| Data records |
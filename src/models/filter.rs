//! Filter criteria for list/total/export queries
//!
//! Criteria arrive from the CLI as loose strings; `FilterCriteria::parse`
//! validates them up front and produces a typed value. The filter engine
//! itself never re-validates.

use chrono::{NaiveDate, Weekday};

use crate::error::{ExpenseError, ExpenseResult};

/// The seven weekday names accepted by `--day`, in Monday-first order
const WEEKDAY_NAMES: [(&str, Weekday); 7] = [
    ("monday", Weekday::Mon),
    ("tuesday", Weekday::Tue),
    ("wednesday", Weekday::Wed),
    ("thursday", Weekday::Thu),
    ("friday", Weekday::Fri),
    ("saturday", Weekday::Sat),
    ("sunday", Weekday::Sun),
];

/// A validated set of query filters. All criteria are optional and
/// independently toggleable; filtering applies the conjunction of those
/// present.
#[derive(Debug, Clone, Default, PartialEq, Eq)]
pub struct FilterCriteria {
    /// Exact calendar-day match (ignores time of day)
    pub date: Option<NaiveDate>,
    /// Weekday match
    pub day: Option<Weekday>,
    /// Calendar month, 1-12
    pub month: Option<u32>,
    /// Week of month, 1-5; only meaningful together with `month`
    pub week: Option<u32>,
    /// Calendar year
    pub year: Option<i32>,
}

impl FilterCriteria {
    /// Validate raw CLI filter options and build a typed criteria value.
    ///
    /// Rules:
    /// 1. `date` is mutually exclusive with `day`/`month`/`week`/`year`.
    /// 2. `date` must be a valid `YYYY-MM-DD` calendar date.
    /// 3. `week` requires `month` and must be in 1..=5.
    /// 4. `month` must be in 1..=12; `year` must be exactly 4 digits.
    /// 5. `day` must be one of the seven English weekday names.
    pub fn parse(
        date: Option<&str>,
        day: Option<&str>,
        month: Option<&str>,
        week: Option<&str>,
        year: Option<&str>,
    ) -> ExpenseResult<Self> {
        if date.is_some() && (day.is_some() || month.is_some() || week.is_some() || year.is_some())
        {
            return Err(ExpenseError::Validation(
                "Cannot use --date with --day, --month, --week, or --year. \
                 Please choose one filtering method."
                    .into(),
            ));
        }

        let date = date.map(parse_date).transpose()?;
        let day = day.map(parse_weekday).transpose()?;
        let month = month.map(parse_month).transpose()?;
        let week = week.map(parse_week).transpose()?;
        let year = year.map(parse_year).transpose()?;

        if week.is_some() && month.is_none() {
            return Err(ExpenseError::Validation(
                "The --week option must be used with --month (and optionally --year) \
                 for meaningful filtering."
                    .into(),
            ));
        }

        Ok(Self {
            date,
            day,
            month,
            week,
            year,
        })
    }

    /// Whether no criteria are set at all
    pub fn is_empty(&self) -> bool {
        *self == Self::default()
    }
}

/// Parse and validate a `YYYY-MM-DD` filter date
pub fn parse_date(input: &str) -> ExpenseResult<NaiveDate> {
    NaiveDate::parse_from_str(input, "%Y-%m-%d").map_err(|_| {
        ExpenseError::Validation(format!(
            "Invalid --date format '{input}'. Please use YYYY-MM-DD (e.g., 2025-07-29)."
        ))
    })
}

/// Parse a full English weekday name, case-insensitively
pub fn parse_weekday(input: &str) -> ExpenseResult<Weekday> {
    let lowered = input.to_lowercase();
    WEEKDAY_NAMES
        .iter()
        .find(|(name, _)| *name == lowered)
        .map(|(_, weekday)| *weekday)
        .ok_or_else(|| {
            ExpenseError::Validation(format!(
                "Invalid --day value '{input}'. Must be one of: Monday, Tuesday, Wednesday, \
                 Thursday, Friday, Saturday, Sunday."
            ))
        })
}

fn parse_month(input: &str) -> ExpenseResult<u32> {
    match input.parse::<u32>() {
        Ok(month @ 1..=12) => Ok(month),
        _ => Err(ExpenseError::Validation(
            "Invalid --month value. Must be between 1 and 12.".into(),
        )),
    }
}

fn parse_week(input: &str) -> ExpenseResult<u32> {
    match input.parse::<u32>() {
        Ok(week @ 1..=5) => Ok(week),
        _ => Err(ExpenseError::Validation(format!(
            "Invalid --week value '{input}'. Must be between 1 and 5 for week of month."
        ))),
    }
}

fn parse_year(input: &str) -> ExpenseResult<i32> {
    if input.len() == 4 {
        if let Ok(year) = input.parse::<i32>() {
            return Ok(year);
        }
    }
    Err(ExpenseError::Validation(
        "Invalid --year value. Please use a 4-digit year (e.g., 2025).".into(),
    ))
}

#[cfg(test)]
mod tests {
    use super::*;

    #[test]
    fn test_empty_criteria() {
        let criteria = FilterCriteria::parse(None, None, None, None, None).unwrap();
        assert!(criteria.is_empty());
    }

    #[test]
    fn test_month_and_year() {
        let criteria =
            FilterCriteria::parse(None, None, Some("7"), None, Some("2025")).unwrap();
        assert_eq!(criteria.month, Some(7));
        assert_eq!(criteria.year, Some(2025));
    }

    #[test]
    fn test_date_is_mutually_exclusive() {
        let err = FilterCriteria::parse(Some("2025-07-29"), Some("Monday"), None, None, None)
            .unwrap_err();
        assert!(err.is_validation());
        assert!(err.to_string().contains("Cannot use --date"));
    }

    #[test]
    fn test_bad_date_format() {
        assert!(FilterCriteria::parse(Some("29-07-2025"), None, None, None, None).is_err());
        assert!(FilterCriteria::parse(Some("2025-02-30"), None, None, None, None).is_err());
        assert!(FilterCriteria::parse(Some("2025-07-29"), None, None, None, None).is_ok());
    }

    #[test]
    fn test_week_requires_month() {
        let err = FilterCriteria::parse(None, None, None, Some("3"), None).unwrap_err();
        assert!(err.to_string().contains("--week"));

        let criteria = FilterCriteria::parse(None, None, Some("7"), Some("3"), None).unwrap();
        assert_eq!(criteria.week, Some(3));
    }

    #[test]
    fn test_week_range() {
        assert!(FilterCriteria::parse(None, None, Some("7"), Some("0"), None).is_err());
        assert!(FilterCriteria::parse(None, None, Some("7"), Some("6"), None).is_err());
        assert!(FilterCriteria::parse(None, None, Some("7"), Some("5"), None).is_ok());
    }

    #[test]
    fn test_month_range() {
        assert!(FilterCriteria::parse(None, None, Some("0"), None, None).is_err());
        assert!(FilterCriteria::parse(None, None, Some("13"), None, None).is_err());
        assert!(FilterCriteria::parse(None, None, Some("notanum"), None, None).is_err());
    }

    #[test]
    fn test_year_must_be_four_digits() {
        assert!(FilterCriteria::parse(None, None, None, None, Some("25")).is_err());
        assert!(FilterCriteria::parse(None, None, None, None, Some("20255")).is_err());
        assert!(FilterCriteria::parse(None, None, None, None, Some("2025")).is_ok());
    }

    #[test]
    fn test_weekday_names_case_insensitive() {
        assert_eq!(parse_weekday("Monday").unwrap(), Weekday::Mon);
        assert_eq!(parse_weekday("wednesday").unwrap(), Weekday::Wed);
        assert_eq!(parse_weekday("SUNDAY").unwrap(), Weekday::Sun);
        assert!(parse_weekday("Mon").is_err());
        assert!(parse_weekday("Someday").is_err());
    }
}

| Work task |
Every line of the data above should be output exactly as written.

| Reply to the task |
filename src/models/filter.rs
//! Filter criteria for list/total/export queries
//!
//! Criteria arrive from the CLI as loose strings; `FilterCriteria::parse`
//! validates them up front and produces a typed value. The filter engine
//! itself never re-validates.

use chrono::{NaiveDate, Weekday};

use crate::error::{ExpenseError, ExpenseResult};

/// The seven weekday names accepted by `--day`, in Monday-first order
const WEEKDAY_NAMES: [(&str, Weekday); 7] = [
    ("monday", Weekday::Mon),
    ("tuesday", Weekday::Tue),
    ("wednesday", Weekday::Wed),
    ("thursday", Weekday::Thu),
    ("friday", Weekday::Fri),
    ("saturday", Weekday::Sat),
    ("sunday", Weekday::Sun),
];

/// A validated set of query filters. All criteria are optional and
/// independently toggleable; filtering applies the conjunction of those
/// present.
#[derive(Debug, Clone, Default, PartialEq, Eq)]
pub struct FilterCriteria {
    /// Exact calendar-day match (ignores time of day)
    pub date: Option<NaiveDate>,
    /// Weekday match
    pub day: Option<Weekday>,
    /// Calendar month, 1-12
    pub month: Option<u32>,
    /// Week of month, 1-5; only meaningful together with `month`
    pub week: Option<u32>,
    /// Calendar year
    pub year: Option<i32>,
}

impl FilterCriteria {
    /// Validate raw CLI filter options and build a typed criteria value.
    ///
    /// Rules:
    /// 1. `date` is mutually exclusive with `day`/`month`/`week`/`year`.
    /// 2. `date` must be a valid `YYYY-MM-DD` calendar date.
    /// 3. `week` requires `month` and must be in 1..=5.
    /// 4. `month` must be in 1..=12; `year` must be exactly 4 digits.
    /// 5. `day` must be one of the seven English weekday names.
    pub fn parse(
        date: Option<&str>,
        day: Option<&str>,
        month: Option<&str>,
        week: Option<&str>,
        year: Option<&str>,
    ) -> ExpenseResult<Self> {
        if date.is_some() && (day.is_some() || month.is_some() || week.is_some() || year.is_some())
        {
            return Err(ExpenseError::Validation(
                "Cannot use --date with --day, --month, --week, or --year. \
                 Please choose one filtering method."
                    .into(),
            ));
        }

        let date = date.map(parse_date).transpose()?;
        let day = day.map(parse_weekday).transpose()?;
        let month = month.map(parse_month).transpose()?;
        let week = week.map(parse_week).transpose()?;
        let year = year.map(parse_year).transpose()?;

        if week.is_some() && month.is_none() {
            return Err(ExpenseError::Validation(
                "The --week option must be used with --month (and optionally --year) \
                 for meaningful filtering."
                    .into(),
            ));
        }

        Ok(Self {
            date,
            day,
            month,
            week,
            year,
        })
    }

    /// Whether no criteria are set at all
    pub fn is_empty(&self) -> bool {
        *self == Self::default()
    }
}

/// Parse and validate a `YYYY-MM-DD` filter date
pub fn parse_date(input: &str) -> ExpenseResult<NaiveDate> {
    NaiveDate::parse_from_str(input, "%Y-%m-%d").map_err(|_| {
        ExpenseError::Validation(format!(
            "Invalid --date format '{input}'. Please use YYYY-MM-DD (e.g., 2025-07-29)."
        ))
    })
}

/// Parse a full English weekday name, case-insensitively
pub fn parse_weekday(input: &str) -> ExpenseResult<Weekday> {
    let lowered = input.to_lowercase();
    WEEKDAY_NAMES
        .iter()
        .find(|(name, _)| *name == lowered)
        .map(|(_, weekday)| *weekday)
        .ok_or_else(|| {
            ExpenseError::Validation(format!(
                "Invalid --day value '{input}'. Must be one of: Monday, Tuesday, Wednesday, \
                 Thursday, Friday, Saturday, Sunday."
            ))
        })
}

fn parse_month(input: &str) -> ExpenseResult<u32> {
    match input.parse::<u32>() {
        Ok(month @ 1..=12) => Ok(month),
        _ => Err(ExpenseError::Validation(
            "Invalid --month value. Must be between 1 and 12.".into(),
        )),
    }
}

fn parse_week(input: &str) -> ExpenseResult<u32> {
    match input.parse::<u32>() {
        Ok(week @ 1..=5) => Ok(week),
        _ => Err(ExpenseError::Validation(format!(
            "Invalid --week value '{input}'. Must be between 1 and 5 for week of month."
        ))),
    }
}

fn parse_year(input: &str) -> ExpenseResult<i32> {
    if input.len() == 4 {
        if let Ok(year) = input.parse::<i32>() {
            return Ok(year);
        }
    }
    Err(ExpenseError::Validation(
        "Invalid --year value. Please use a 4-digit year (e.g., 2025).".into(),
    ))
}

#[cfg(test)]
mod tests {
    use super::*;

    #[test]
    fn test_empty_criteria() {
        let criteria = FilterCriteria::parse(None, None, None, None, None).unwrap();
        assert!(criteria.is_empty());
    }

    #[test]
    fn test_month_and_year() {
        let criteria =
            FilterCriteria::parse(None, None, Some("7"), None, Some("2025")).unwrap();
        assert_eq!(criteria.month, Some(7));
        assert_eq!(criteria.year, Some(2025));
    }

    #[test]
    fn test_date_is_mutually_exclusive() {
        let err = FilterCriteria::parse(Some("2025-07-29"), Some("Monday"), None, None, None)
            .unwrap_err();
        assert!(err.is_validation());
        assert!(err.to_string().contains("Cannot use --date"));
    }

    #[test]
    fn test_bad_date_format() {
        assert!(FilterCriteria::parse(Some("29-07-2025"), None, None, None, None).is_err());
        assert!(FilterCriteria::parse(Some("2025-02-30"), None, None, None, None).is_err());
        assert!(FilterCriteria::parse(Some("2025-07-29"), None, None, None, None).is_ok());
    }

    #[test]
    fn test_week_requires_month() {
        let err = FilterCriteria::parse(None, None, None, Some("3"), None).unwrap_err();
        assert!(err.to_string().contains("--week"));

        let criteria = FilterCriteria::parse(None, None, Some("7"), Some("3"), None).unwrap();
        assert_eq!(criteria.week, Some(3));
    }

    #[test]
    fn test_week_range() {
        assert!(FilterCriteria::parse(None, None, Some("7"), Some("0"), None).is_err());
        assert!(FilterCriteria::parse(None, None, Some("7"), Some("6"), None).is_err());
        assert!(FilterCriteria::parse(None, None, Some("7"), Some("5"), None).is_ok());
    }

    #[test]
    fn test_month_range() {
        assert!(FilterCriteria::parse(None, None, Some("0"), None, None).is_err());
        assert!(FilterCriteria::parse(None, None, Some("13"), None, None).is_err());
        assert!(FilterCriteria::parse(None, None, Some("notanum"), None, None).is_err());
    }

    #[test]
    fn test_year_must_be_four_digits() {
        assert!(FilterCriteria::parse(None, None, None, None, Some("25")).is_err());
        assert!(FilterCriteria::parse(None, None, None, None, Some("20255")).is_err());
        assert!(FilterCriteria::parse(None, None, None, None, Some("2025")).is_ok());
    }

    #[test]
    fn test_weekday_names_case_insensitive() {
        assert_eq!(parse_weekday("Monday").unwrap(), Weekday::Mon);
        assert_eq!(parse_weekday("wednesday").unwrap(), Weekday::Wed);
        assert_eq!(parse_weekday("SUNDAY").unwrap(), Weekday::Sun);
        assert!(parse_weekday("Mon").is_err());
        assert!(parse_weekday("Someday").is_err());
    }
}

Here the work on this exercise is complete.